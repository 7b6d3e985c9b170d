//! Error types for the client.
//!
//! Every failure that belongs to one call travels through that call's
//! outcome as a [`CallError`]. Failures that belong to no call (orphan and
//! malformed frames) never surface here; they go to logs, counters and the
//! diagnostics channel.

use serde::{Deserialize, Serialize};
use thiserror::Error;

/// Category label of locally synthesised errors.
pub const LOCAL_ERROR_NAME: &str = "Client Error";

/// Code of locally synthesised errors.
pub const LOCAL_ERROR_CODE: i32 = -1;

/// Messages of locally synthesised errors.
pub mod messages {
    pub const TIMED_OUT: &str = "request timed out";
    pub const CONNECTION_CLOSED: &str = "connection closed";
    pub const CANCELLED: &str = "request cancelled";
    pub const SHUTDOWN: &str = "client shut down";
}

/// Structured command error, either reported by the node or synthesised
/// locally.
///
/// Deserialises straight from the response envelope, which carries these
/// fields next to `id` and `status`.
#[derive(Debug, Clone, PartialEq, Eq, Default, Serialize, Deserialize, Error)]
#[error("{name} {code} {message} {exception}")]
pub struct CommandError {
    #[serde(rename = "error", default)]
    pub name: String,
    #[serde(rename = "error_code", default)]
    pub code: i32,
    #[serde(rename = "error_message", default)]
    pub message: String,
    #[serde(rename = "error_exception", default)]
    pub exception: String,
}

impl CommandError {
    /// Local error with the fixed category and code.
    pub fn local(message: impl Into<String>) -> Self {
        Self {
            name: LOCAL_ERROR_NAME.to_string(),
            code: LOCAL_ERROR_CODE,
            message: message.into(),
            exception: String::new(),
        }
    }
}

/// Outcome error of one call.
#[derive(Debug, Clone, PartialEq, Eq, Error)]
pub enum CallError {
    /// The node answered with `status: "error"`.
    #[error("remote error: {0}")]
    Remote(CommandError),

    /// Synthesised on this side: timeout, cancellation, transport loss,
    /// encode or send failure.
    #[error("local error: {0}")]
    Local(CommandError),

    /// The result body did not have the shape expected for its command.
    #[error("cannot decode {command} result: {message}")]
    Decode {
        command: &'static str,
        message: String,
    },
}

impl CallError {
    pub fn local(message: impl Into<String>) -> Self {
        Self::Local(CommandError::local(message))
    }

    pub fn decode(command: &'static str, err: impl std::fmt::Display) -> Self {
        Self::Decode {
            command,
            message: err.to_string(),
        }
    }

    /// The structured error, for remote and local failures.
    pub fn command_error(&self) -> Option<&CommandError> {
        match self {
            Self::Remote(e) | Self::Local(e) => Some(e),
            Self::Decode { .. } => None,
        }
    }

    pub fn is_remote(&self) -> bool {
        matches!(self, Self::Remote(_))
    }

    pub fn is_timeout(&self) -> bool {
        matches!(self, Self::Local(e) if e.message == messages::TIMED_OUT)
    }
}

/// Result type for call outcomes
pub type CallResult<T> = Result<T, CallError>;

/// Configuration errors
#[derive(Debug, Clone, PartialEq, Eq, Error)]
pub enum ConfigError {
    #[error("invalid {field}: {reason}")]
    InvalidValue { field: &'static str, reason: String },
}

/// Client façade errors
#[derive(Debug, Error)]
pub enum ClientError {
    #[error("configuration error: {0}")]
    Config(#[from] ConfigError),

    #[error("no tokio runtime available to run background tasks")]
    NoRuntime,
}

· · · · ·

__Try it__:
Retype the material above from start to finish without any changes.

__Worked solution__:
repository 7b6d3e985c9b170d
//! Error types for the client.
//!
//! Every failure that belongs to one call travels through that call's
//! outcome as a [`CallError`]. Failures that belong to no call (orphan and
//! malformed frames) never surface here; they go to logs, counters and the
//! diagnostics channel.

use serde::{Deserialize, Serialize};
use thiserror::Error;

/// Category label of locally synthesised errors.
pub const LOCAL_ERROR_NAME: &str = "Client Error";

/// Code of locally synthesised errors.
pub const LOCAL_ERROR_CODE: i32 = -1;

/// Messages of locally synthesised errors.
pub mod messages {
    pub const TIMED_OUT: &str = "request timed out";
    pub const CONNECTION_CLOSED: &str = "connection closed";
    pub const CANCELLED: &str = "request cancelled";
    pub const SHUTDOWN: &str = "client shut down";
}

/// Structured command error, either reported by the node or synthesised
/// locally.
///
/// Deserialises straight from the response envelope, which carries these
/// fields next to `id` and `status`.
#[derive(Debug, Clone, PartialEq, Eq, Default, Serialize, Deserialize, Error)]
#[error("{name} {code} {message} {exception}")]
pub struct CommandError {
    #[serde(rename = "error", default)]
    pub name: String,
    #[serde(rename = "error_code", default)]
    pub code: i32,
    #[serde(rename = "error_message", default)]
    pub message: String,
    #[serde(rename = "error_exception", default)]
    pub exception: String,
}

impl CommandError {
    /// Local error with the fixed category and code.
    pub fn local(message: impl Into<String>) -> Self {
        Self {
            name: LOCAL_ERROR_NAME.to_string(),
            code: LOCAL_ERROR_CODE,
            message: message.into(),
            exception: String::new(),
        }
    }
}

/// Outcome error of one call.
#[derive(Debug, Clone, PartialEq, Eq, Error)]
pub enum CallError {
    /// The node answered with `status: "error"`.
    #[error("remote error: {0}")]
    Remote(CommandError),

    /// Synthesised on this side: timeout, cancellation, transport loss,
    /// encode or send failure.
    #[error("local error: {0}")]
    Local(CommandError),

    /// The result body did not have the shape expected for its command.
    #[error("cannot decode {command} result: {message}")]
    Decode {
        command: &'static str,
        message: String,
    },
}

impl CallError {
    pub fn local(message: impl Into<String>) -> Self {
        Self::Local(CommandError::local(message))
    }

    pub fn decode(command: &'static str, err: impl std::fmt::Display) -> Self {
        Self::Decode {
            command,
            message: err.to_string(),
        }
    }

    /// The structured error, for remote and local failures.
    pub fn command_error(&self) -> Option<&CommandError> {
        match self {
            Self::Remote(e) | Self::Local(e) => Some(e),
            Self::Decode { .. } => None,
        }
    }

    pub fn is_remote(&self) -> bool {
        matches!(self, Self::Remote(_))
    }

    pub fn is_timeout(&self) -> bool {
        matches!(self, Self::Local(e) if e.message == messages::TIMED_OUT)
    }
}

/// Result type for call outcomes
pub type CallResult<T> = Result<T, CallError>;

/// Configuration errors
#[derive(Debug, Clone, PartialEq, Eq, Error)]
pub enum ConfigError {
    #[error("invalid {field}: {reason}")]
    InvalidValue { field: &'static str, reason: String },
}

/// Client façade errors
#[derive(Debug, Error)]
pub enum ClientError {
    #[error("configuration error: {0}")]
    Config(#[from] ConfigError),

    #[error("no tokio runtime available to run background tasks")]
    NoRuntime,
}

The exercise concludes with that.